Ed Nisley's Blog: Shop notes, electronics, firmware, machinery, 3D printing, laser cuttery, and curiosities. Contents: 100% human thinking, 0% AI slop.
The pebble caught in this crater has worn flat on the outside and started cutting through the tire carcass into the tube:
Schwalbe Marathon Plus – Stone gash
Gotta love those Marathon Plus tires!
So my bike now has a new tire, tube, and rim on the back.
The old spokes looked OK and tightened up without incident. For the record, the Park TM-1 tension meter puts the drive-side spokes at 25 and the other side just under 20, with the total runout & wobble under a millimeter.
Having now replaced all four rims on our bikes over the course of two years, I sawed the three rims still awaiting recycling into samples:
Tour Easy – 30 k mile rim wear
Unlike contemporary bikes, our Tour Easy recumbents have rim brakes and those original rims are pretty well worn out; they’re not supposed to be concave like that.
Being a guy of a certain age with a diagnosis of Low Bone Density, I must increase my calcium intake. Rather than add a few hundred calories a day of calcium-rich food that my waistline does not need, I’ll see what adding 600 mg of calcium citrate can do.
Being a guy of a certain type, I prefer to fill my own capsules, which of course involves Quality Shop Time:
Gelatin 000 Capsule Fill Plate – cutting
Quite some years ago, for reasons not relevant here, I acquired several of what were called “manual capsule filling machines” from the usual online sources. During the ensuing years, such devices have fallen under the purview of the DEA and vanished from the import market, leaving (AFAICT) one USA-ian supplier.

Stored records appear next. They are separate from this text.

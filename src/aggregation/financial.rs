//! Monthly financial roll-up of cost-category experience
//!
//! First pass resolves category aliases into canonical lines per month.
//! Second pass walks the months in calendar order carrying cumulative
//! actuals, budget and employee-months.

use std::collections::{BTreeMap, HashMap};

use serde::{Deserialize, Serialize};

use crate::config::BudgetConfig;
use crate::normalize::ExperienceRow;
use crate::schema::categories::{
    category_key, CategoryAliases, ADMIN_FEE_CATEGORIES, DOMESTIC_HOSPITAL, EBA_PAID,
    NON_DOMESTIC_HOSPITAL, NON_HOSPITAL, RUN_OUT, RX_CLAIMS, RX_REBATES,
    STOP_LOSS_REIMBURSEMENT, TOTAL_HOSPITAL, UC_SETTLEMENT,
};

#[derive(Debug, Clone, Default, PartialEq, Serialize, Deserialize)]
pub struct FinancialMetrics {
    /// `YYYY-MM`
    pub month: String,
    pub domestic_hospital: f64,
    pub non_domestic_hospital: f64,
    pub total_hospital: f64,
    pub non_hospital: f64,
    pub total_all_medical: f64,
    pub uc_settlement: f64,
    pub total_adjusted_medical: f64,
    pub run_out: Option<f64>,
    pub eba_paid: Option<f64>,
    pub total_medical: f64,
    pub total_rx: f64,
    pub rx_rebates: f64,
    pub stop_loss_reimbursement: f64,
    pub total_admin: f64,
    pub monthly_total: f64,
    pub employee_count: f64,
    pub monthly_budget: f64,
    pub cumulative_total: f64,
    pub cumulative_budget: f64,
    pub monthly_variance: f64,
    pub cumulative_variance: f64,
    /// `None` when the month's budget is zero
    pub monthly_variance_pct: Option<f64>,
    /// `None` when the cumulative budget is zero
    pub cumulative_variance_pct: Option<f64>,
    /// `None` when the month has no employees
    pub pepm_actual: Option<f64>,
    /// `None` until some month has employees
    pub pepm_cumulative: Option<f64>,
}

/// One month's category amounts keyed by `category_key`
#[derive(Debug, Default)]
struct MonthLines {
    amounts: HashMap<String, f64>,
    employee_count: f64,
}

impl MonthLines {
    /// Amount for the first alias label present this month
    fn resolve(&self, aliases: &CategoryAliases) -> Option<f64> {
        aliases
            .labels
            .iter()
            .find_map(|label| self.amounts.get(&category_key(label)).copied())
    }

    fn amount(&self, aliases: &CategoryAliases) -> f64 {
        self.resolve(aliases).unwrap_or(0.0)
    }
}

fn group_by_month(rows: &[ExperienceRow]) -> BTreeMap<String, MonthLines> {
    let mut months: BTreeMap<String, MonthLines> = BTreeMap::new();
    for row in rows {
        let lines = months.entry(row.month.clone()).or_default();
        *lines.amounts.entry(category_key(&row.category)).or_insert(0.0) += row.amount;
        if let Some(count) = row.employee_count {
            lines.employee_count = lines.employee_count.max(count);
        }
    }
    months
}

fn ratio(numerator: f64, denominator: f64) -> Option<f64> {
    (denominator != 0.0).then(|| numerator / denominator)
}

fn first_pass(month: &str, lines: &MonthLines, budgets: &BudgetConfig) -> FinancialMetrics {
    let domestic_hospital = lines.amount(&DOMESTIC_HOSPITAL);
    let non_domestic_hospital = lines.amount(&NON_DOMESTIC_HOSPITAL);
    let total_hospital = lines
        .resolve(&TOTAL_HOSPITAL)
        .unwrap_or(domestic_hospital + non_domestic_hospital);

    let non_hospital = lines.amount(&NON_HOSPITAL);
    let total_all_medical = total_hospital + non_hospital;

    let uc_settlement = lines.amount(&UC_SETTLEMENT);
    let total_adjusted_medical = total_all_medical + uc_settlement;

    let run_out = lines.resolve(&RUN_OUT);
    let eba_paid = lines.resolve(&EBA_PAID);
    let total_medical =
        total_adjusted_medical + run_out.unwrap_or(0.0) + eba_paid.unwrap_or(0.0);

    let total_rx = lines.amount(&RX_CLAIMS);
    let rx_rebates = lines.amount(&RX_REBATES);
    let stop_loss_reimbursement = lines.amount(&STOP_LOSS_REIMBURSEMENT);
    let total_admin: f64 = ADMIN_FEE_CATEGORIES.iter().map(|c| lines.amount(c)).sum();

    // Rebates and reimbursements are carried as signed amounts, usually negative
    let monthly_total = total_medical + total_rx + total_admin + rx_rebates + stop_loss_reimbursement;

    let employee_count = lines.employee_count;
    let monthly_budget = budgets.pepm_rate_for(month) * employee_count;

    FinancialMetrics {
        month: month.to_string(),
        domestic_hospital,
        non_domestic_hospital,
        total_hospital,
        non_hospital,
        total_all_medical,
        uc_settlement,
        total_adjusted_medical,
        run_out,
        eba_paid,
        total_medical,
        total_rx,
        rx_rebates,
        stop_loss_reimbursement,
        total_admin,
        monthly_total,
        employee_count,
        monthly_budget,
        monthly_variance: monthly_total - monthly_budget,
        monthly_variance_pct: ratio(monthly_total - monthly_budget, monthly_budget),
        pepm_actual: (employee_count > 0.0).then(|| monthly_total / employee_count),
        ..Default::default()
    }
}

/// Financial metrics per calendar month, chronological
pub fn compute_financial_metrics(rows: &[ExperienceRow], budgets: &BudgetConfig) -> Vec<FinancialMetrics> {
    let months = group_by_month(rows);

    let mut metrics: Vec<FinancialMetrics> = months
        .iter()
        .map(|(month, lines)| first_pass(month, lines, budgets))
        .collect();

    let mut cumulative_total = 0.0;
    let mut cumulative_budget = 0.0;
    let mut employee_months = 0.0;
    for m in &mut metrics {
        cumulative_total += m.monthly_total;
        cumulative_budget += m.monthly_budget;
        employee_months += m.employee_count;

        m.cumulative_total = cumulative_total;
        m.cumulative_budget = cumulative_budget;
        m.cumulative_variance = cumulative_total - cumulative_budget;
        m.cumulative_variance_pct = ratio(m.cumulative_variance, cumulative_budget);
        m.pepm_cumulative = (employee_months > 0.0).then(|| cumulative_total / employee_months);
    }

    log::debug!("computed financial metrics for {} months", metrics.len());
    metrics
}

The key difference between “machines” for different capsule sizes is the plate holding the capsule bodies:
Gelatin 000 Capsule Fill Plate – installed
A complete machine includes three other capsule-size-related parts:
A plate holding the caps
A plate with conical holes used to shake caps & bodies into their respective plates
A guide plate helping mate caps with bodies
In normal use, you put the “shake plate” on the body or cap plate, dump a pile into it, and shake until most of the caps / bodies fall into the holes. Then you manually insert the rest, invert any that fell in backwards, and generally mess around until they’re all properly oriented in their sockets. After filling the capsules, you put the cap + guide plates atop the bodies, press down firmly, and (ideally) produce 100 filled and sealed capsules.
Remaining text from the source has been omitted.